use std::collections::BTreeMap;
use std::sync::Arc;

use async_trait::async_trait;
use bytes::Bytes;
use chrono::{DateTime, Utc};
use futures::stream::BoxStream;
use serde::de::DeserializeOwned;
use serde::{Deserialize, Serialize};
use serde_json::{Map, Value};

use crate::error::{Error, Result};

pub mod manager;
pub mod path;

pub use manager::{DriverFactory, MountEntry, MountRequest, Registry, Resolved};
pub use path::{classify_path, PathKind, Root};

/// Shared driver handle / 驱动句柄
pub type DriverBox = Arc<dyn StorageDriver>;

/// Lazy listing result: `(relative name, metadata)` pairs / 列表结果流
pub type ListStream = BoxStream<'static, Result<(String, ObjectMeta)>>;

/// Driver configuration: provider parameters plus transport flags / 驱动配置
///
/// Two configurations are the same driver configuration when they compare
/// equal; the registry caches one driver instance per mounted configuration.
#[derive(Debug, Clone, Default, PartialEq, Serialize, Deserialize)]
pub struct DriverConfig {
    /// Provider specific parameters (credentials, endpoint, ...) / 驱动参数
    #[serde(default)]
    pub parameters: Map<String, Value>,
    /// Disable TLS where the provider allows it / 禁用TLS
    #[serde(default, skip_serializing_if = "Option::is_none")]
    pub unsecure: Option<bool>,
}

impl DriverConfig {
    pub fn new() -> Self {
        Self::default()
    }

    pub fn parameter(mut self, key: &str, value: impl Into<Value>) -> Self {
        self.parameters.insert(key.to_string(), value.into());
        self
    }

    pub fn unsecure(mut self, unsecure: bool) -> Self {
        self.unsecure = Some(unsecure);
        self
    }

    pub fn is_empty(&self) -> bool {
        self.parameters.is_empty() && self.unsecure.is_none()
    }

    pub fn is_unsecure(&self) -> bool {
        self.unsecure.unwrap_or(false)
    }

    /// Merge `self` over `fallback`: keys set here always win, keys only
    /// present in `fallback` are copied over / 合并配置
    pub fn merged_over(&self, fallback: &DriverConfig) -> DriverConfig {
        let mut parameters = self.parameters.clone();
        for (key, value) in &fallback.parameters {
            parameters.entry(key.clone()).or_insert_with(|| value.clone());
        }
        DriverConfig {
            parameters,
            unsecure: self.unsecure.or(fallback.unsecure),
        }
    }

    /// Deserialize the parameters into a driver specific config struct
    pub fn parse<T: DeserializeOwned>(&self) -> Result<T> {
        serde_json::from_value(Value::Object(self.parameters.clone()))
            .map_err(|e| Error::Config(format!("invalid driver parameters: {}", e)))
    }
}

/// Object flavour for providers distinguishing blob types / 对象类型
#[derive(Debug, Clone, Copy, Default, PartialEq, Eq, Hash, Serialize, Deserialize)]
#[serde(rename_all = "lowercase")]
pub enum BlobKind {
    #[default]
    Block,
    Page,
    Append,
}

/// Pick the blob kind of a stream: explicit request first, then the kind of
/// the existing object, then the provider default.
pub fn select_blob_kind(
    explicit: Option<BlobKind>,
    existing: Option<&ObjectMeta>,
    provider_default: BlobKind,
) -> BlobKind {
    explicit
        .or_else(|| existing.and_then(|meta| meta.blob_kind))
        .unwrap_or(provider_default)
}

/// Object metadata returned by head/list / 对象元数据
#[derive(Debug, Clone, Default, PartialEq, Serialize, Deserialize)]
pub struct ObjectMeta {
    pub size: u64,
    #[serde(skip_serializing_if = "Option::is_none")]
    pub modified: Option<DateTime<Utc>>,
    #[serde(skip_serializing_if = "Option::is_none")]
    pub etag: Option<String>,
    #[serde(default)]
    pub is_dir: bool,
    #[serde(skip_serializing_if = "Option::is_none")]
    pub blob_kind: Option<BlobKind>,
    /// Raw provider headers/properties / 原始属性
    #[serde(default, skip_serializing_if = "BTreeMap::is_empty")]
    pub properties: BTreeMap<String, String>,
}

impl ObjectMeta {
    pub fn file(size: u64) -> Self {
        Self { size, ..Default::default() }
    }

    pub fn dir() -> Self {
        Self { is_dir: true, ..Default::default() }
    }
}

/// Completion token of one uploaded chunk / 分片上传凭证
#[derive(Debug, Clone, PartialEq, Eq, Serialize, Deserialize)]
pub struct ChunkToken {
    /// Submission order, starting at 0
    pub sequence: u64,
    /// Provider receipt (ETag, block id, ...)
    pub etag: String,
}

/// Driver capability declaration / 驱动能力声明
#[derive(Debug, Clone, Default, Serialize, Deserialize)]
pub struct Capability {
    /// Support range reading / 支持范围读取
    pub can_range_read: bool,
    /// Support writing objects / 支持写入
    pub can_write: bool,
    /// Support chunked upload with commit / 支持分片上传
    pub can_multipart_upload: bool,
    /// Support server-side copy / 支持服务端复制
    pub can_server_side_copy: bool,
    /// Support listing / 支持列表
    pub can_list: bool,
}

/// Storage driver interface: the primitive operations every backend
/// provides. Paths are relative to the mount root (see [`path`]).
/// 存储驱动接口
#[async_trait]
pub trait StorageDriver: Send + Sync {
    /// Driver name / 驱动名称
    fn name(&self) -> &str;

    /// Driver capabilities / 驱动能力
    fn capabilities(&self) -> Capability;

    /// Canonical roots served by this driver / 驱动根路径
    fn roots(&self) -> Vec<Root>;

    /// Driver-relative path of `name` under `root`
    fn relpath(&self, root: &Root, name: &str) -> String {
        root.relpath(name)
    }

    /// Smallest chunk the provider accepts for chunked uploads
    fn minimum_buffer_size(&self) -> usize {
        1
    }

    fn default_blob_kind(&self) -> BlobKind {
        BlobKind::Block
    }

    /// Object metadata, `Error::NotFound` if absent / 获取对象元数据
    async fn head_object(&self, path: &str) -> Result<ObjectMeta>;

    /// Locator (bucket, container) metadata
    async fn head_locator(&self, locator: &str) -> Result<ObjectMeta> {
        let _ = locator;
        Err(Error::unsupported("head locator"))
    }

    /// Objects under the prefix `path` (whole tree), names relative to it.
    /// Directories end with `/`. `NotFound` if the locator does not exist
    /// 列出对象
    async fn list_objects(&self, path: &str, max_entries: Option<usize>) -> Result<ListStream> {
        let _ = (path, max_entries);
        Err(Error::unsupported("list"))
    }

    /// Bytes in `[start, end)`; a range past the end yields fewer bytes and
    /// an empty buffer at end of object / 范围读取
    async fn read_range(&self, path: &str, start: u64, end: Option<u64>) -> Result<Bytes>;

    /// Whole object content / 读取完整对象
    async fn read_all(&self, path: &str) -> Result<Bytes> {
        self.read_range(path, 0, None).await
    }

    /// Upload one chunk of a multi-part object / 上传分片
    async fn write_chunk(&self, path: &str, data: Bytes, sequence: u64) -> Result<ChunkToken> {
        let _ = (path, data, sequence);
        Err(Error::unsupported("multipart upload"))
    }

    /// Single shot upload / 整体上传
    async fn write_whole(&self, path: &str, data: Bytes, kind: BlobKind) -> Result<()> {
        let _ = (path, data, kind);
        Err(Error::unsupported("write"))
    }

    /// Assemble uploaded chunks in the order of `tokens` / 完成分片上传
    async fn commit(&self, path: &str, tokens: Vec<ChunkToken>, kind: BlobKind) -> Result<()> {
        let _ = (path, tokens, kind);
        Err(Error::unsupported("multipart upload"))
    }

    /// Discard uploaded chunks after a failed transfer / 取消分片上传
    async fn abort(&self, path: &str) -> Result<()> {
        let _ = path;
        Ok(())
    }

    /// Create a directory marker / 创建目录
    async fn make_dir(&self, path: &str) -> Result<()> {
        let _ = path;
        Err(Error::unsupported("mkdir"))
    }

    /// Remove an object / 删除对象
    async fn remove(&self, path: &str) -> Result<()> {
        let _ = path;
        Err(Error::unsupported("remove"))
    }

    /// Server-side copy; `Ok(false)` lets the caller fall back to streaming
    /// 服务端复制
    async fn copy(&self, src: &str, dst: &str) -> Result<bool> {
        let _ = (src, dst);
        Ok(false)
    }
}
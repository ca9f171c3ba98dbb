mod common;

use std::io::SeekFrom;
use std::sync::Arc;

use blobstream::io::{BufferedOptions, BufferedStream, ObjectIo, ObjectTarget, OpenMode};
use blobstream::{EngineConfig, Error, OpenOptions, Registry};

use common::{payload, MockDriver};

fn target(driver: &Arc<MockDriver>) -> ObjectTarget {
    ObjectTarget::new("mock://bucket/object", "bucket/object", driver.clone())
}

async fn reader(driver: &Arc<MockDriver>, buffer_size: usize, max_buffers: usize) -> BufferedStream {
    let options = BufferedOptions {
        buffer_size,
        max_buffers,
        max_workers: Some(4),
        blob_kind: None,
    };
    BufferedStream::open(target(driver), OpenMode::Read, options).await.unwrap()
}

#[tokio::test]
async fn test_readinto_sequence_until_eof() {
    let data = payload(100);
    let driver = Arc::new(MockDriver::new().with_object("bucket/object", data.clone()));
    let mut stream = reader(&driver, 40, 0).await;
    assert_eq!(stream.max_buffers(), 3);

    let mut buf = vec![0u8; 40];
    assert_eq!(stream.readinto(&mut buf).await.unwrap(), 40);
    assert_eq!(stream.tell().unwrap(), 40);
    assert_eq!(buf, &data[..40]);

    assert_eq!(stream.readinto(&mut buf).await.unwrap(), 40);
    assert_eq!(stream.tell().unwrap(), 80);
    assert_eq!(buf, &data[40..80]);

    assert_eq!(stream.readinto(&mut buf).await.unwrap(), 20);
    assert_eq!(stream.tell().unwrap(), 100);
    assert_eq!(&buf[..20], &data[80..]);

    let before = buf.clone();
    assert_eq!(stream.readinto(&mut buf).await.unwrap(), 0);
    assert_eq!(stream.tell().unwrap(), 100);
    assert_eq!(buf, before);
    stream.close().await.unwrap();
}

#[tokio::test]
async fn test_reads_spanning_chunks() {
    let data = payload(100);
    let driver = Arc::new(MockDriver::new().with_object("bucket/object", data.clone()));
    let mut stream = reader(&driver, 30, 2).await;

    let mut buf = vec![0u8; 40];
    assert_eq!(stream.readinto(&mut buf).await.unwrap(), 40);
    assert_eq!(buf, &data[..40]);
    assert_eq!(stream.readinto(&mut buf).await.unwrap(), 40);
    assert_eq!(buf, &data[40..80]);
    assert_eq!(stream.readinto(&mut buf).await.unwrap(), 20);
    assert_eq!(&buf[..20], &data[80..]);
    assert_eq!(stream.readinto(&mut buf).await.unwrap(), 0);

    // 4 chunks, each fetched once
    assert_eq!(MockDriver::count(&driver.range_reads), 4);
}

#[tokio::test]
async fn test_window_slides_after_consumed_chunk() {
    let driver = Arc::new(MockDriver::new().with_object("bucket/object", payload(160)));
    let mut stream = reader(&driver, 16, 3).await;
    assert!(stream.prefetched().is_empty());

    stream.read(Some(1)).await.unwrap();
    assert_eq!(stream.prefetched(), vec![0, 16, 32]);

    stream.read(Some(15)).await.unwrap();
    assert_eq!(stream.prefetched(), vec![16, 32, 48]);

    stream.read(Some(32)).await.unwrap();
    assert_eq!(stream.prefetched(), vec![48, 64, 80]);
}

#[tokio::test]
async fn test_seek_outside_window_recentres() {
    let data = payload(160);
    let driver = Arc::new(MockDriver::new().with_object("bucket/object", data.clone()));
    let mut stream = reader(&driver, 16, 3).await;

    stream.read(Some(4)).await.unwrap();
    assert_eq!(stream.prefetched(), vec![0, 16, 32]);

    assert_eq!(stream.seek(SeekFrom::Start(130)).await.unwrap(), 130);
    assert_eq!(stream.prefetched(), vec![128, 144]);
    assert_eq!(stream.read(Some(10)).await.unwrap(), &data[130..140]);

    assert_eq!(stream.seek(SeekFrom::End(-10)).await.unwrap(), 150);
    assert_eq!(stream.read(None).await.unwrap(), &data[150..]);

    assert_eq!(stream.seek(SeekFrom::Start(0)).await.unwrap(), 0);
    assert_eq!(stream.prefetched(), vec![0, 16, 32]);
}

#[tokio::test]
async fn test_read_to_end_and_peek() {
    let data = payload(100);
    let driver = Arc::new(MockDriver::new().with_object("bucket/object", data.clone()));
    let mut stream = reader(&driver, 32, 0).await;

    assert_eq!(stream.peek(5).await.unwrap(), &data[..5]);
    assert_eq!(stream.tell().unwrap(), 0);

    stream.seek(SeekFrom::Start(10)).await.unwrap();
    let rest = stream.read(None).await.unwrap();
    assert_eq!(rest, &data[10..]);
    assert!(stream.read(Some(10)).await.unwrap().is_empty());
}

#[tokio::test]
async fn test_far_seek_reads_nothing() {
    let driver = Arc::new(MockDriver::new().with_object("bucket/object", payload(10)));
    let mut stream = reader(&driver, 4, 2).await;

    let far = u64::MAX - 2;
    assert_eq!(stream.seek(SeekFrom::Start(far)).await.unwrap(), far);
    assert!(stream.prefetched().is_empty());
    assert!(stream.peek(10).await.unwrap().is_empty());
    assert!(stream.read(Some(10)).await.unwrap().is_empty());
    let mut buf = [0u8; 4];
    assert_eq!(stream.readinto(&mut buf).await.unwrap(), 0);
    assert_eq!(stream.tell().unwrap(), far);
}

#[tokio::test]
async fn test_missing_object_is_not_found() {
    let driver = Arc::new(MockDriver::new());
    let err = BufferedStream::open(target(&driver), OpenMode::Read, BufferedOptions::default())
        .await
        .err()
        .unwrap();
    assert!(err.is_not_found());
}

#[tokio::test]
async fn test_failed_chunk_surfaces_on_read() {
    let data = payload(64);
    let driver = Arc::new(MockDriver {
        fail_read_at: Some(16),
        ..MockDriver::new().with_object("bucket/object", data.clone())
    });
    let mut stream = reader(&driver, 16, 2).await;

    let mut buf = vec![0u8; 10];
    assert_eq!(stream.readinto(&mut buf).await.unwrap(), 10);
    assert_eq!(buf, &data[..10]);

    let mut buf = vec![0u8; 20];
    assert!(matches!(stream.readinto(&mut buf).await, Err(Error::Transfer(_))));
    assert_eq!(stream.tell().unwrap(), 16);

    // later chunks are unaffected
    stream.seek(SeekFrom::Start(32)).await.unwrap();
    assert_eq!(stream.read(None).await.unwrap(), &data[32..]);
}

#[tokio::test]
async fn test_object_removed_after_open_is_not_found() {
    let driver = Arc::new(MockDriver::new().with_object("bucket/object", payload(64)));
    let mut stream = reader(&driver, 16, 2).await;
    driver.objects.lock().clear();

    let mut buf = vec![0u8; 8];
    let err = stream.readinto(&mut buf).await.unwrap_err();
    assert!(err.is_not_found());
    assert_eq!(stream.tell().unwrap(), 0);
}

#[tokio::test]
async fn test_buffered_read_needs_range_reads() {
    let driver = Arc::new(MockDriver {
        range_read: false,
        ..MockDriver::new().with_object("bucket/object", payload(10))
    });
    let err = BufferedStream::open(target(&driver), OpenMode::Read, BufferedOptions::default())
        .await
        .err()
        .unwrap();
    assert!(err.is_unsupported());
}

#[tokio::test]
async fn test_write_then_read_through_registry() {
    let registry = Registry::with_default_drivers(EngineConfig {
        buffer_size: 16,
        max_buffers: 0,
        max_workers: Some(4),
    });

    for len in [0usize, 15, 16, 17, 72] {
        let name = format!("mem://bucket/object-{}", len);
        let data = payload(len);

        let mut writer = registry.open(&name, OpenOptions::write()).await.unwrap();
        writer.write(&data).await.unwrap();
        assert_eq!(writer.tell().unwrap(), len as u64);
        writer.close().await.unwrap();

        let mut reader = registry.open(&name, OpenOptions::read().max_buffers(2)).await.unwrap();
        assert_eq!(reader.read(None).await.unwrap(), &data[..], "length {}", len);
        reader.close().await.unwrap();
    }
}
+===+
■ Description of the task:
When a line in the material above contains the word "tokens", copy that line out.

■ Response:
    /// Assemble uploaded chunks in the order of `tokens` / 完成分片上传
    async fn commit(&self, path: &str, tokens: Vec<ChunkToken>, kind: BlobKind) -> Result<()> {
        let _ = (path, tokens, kind);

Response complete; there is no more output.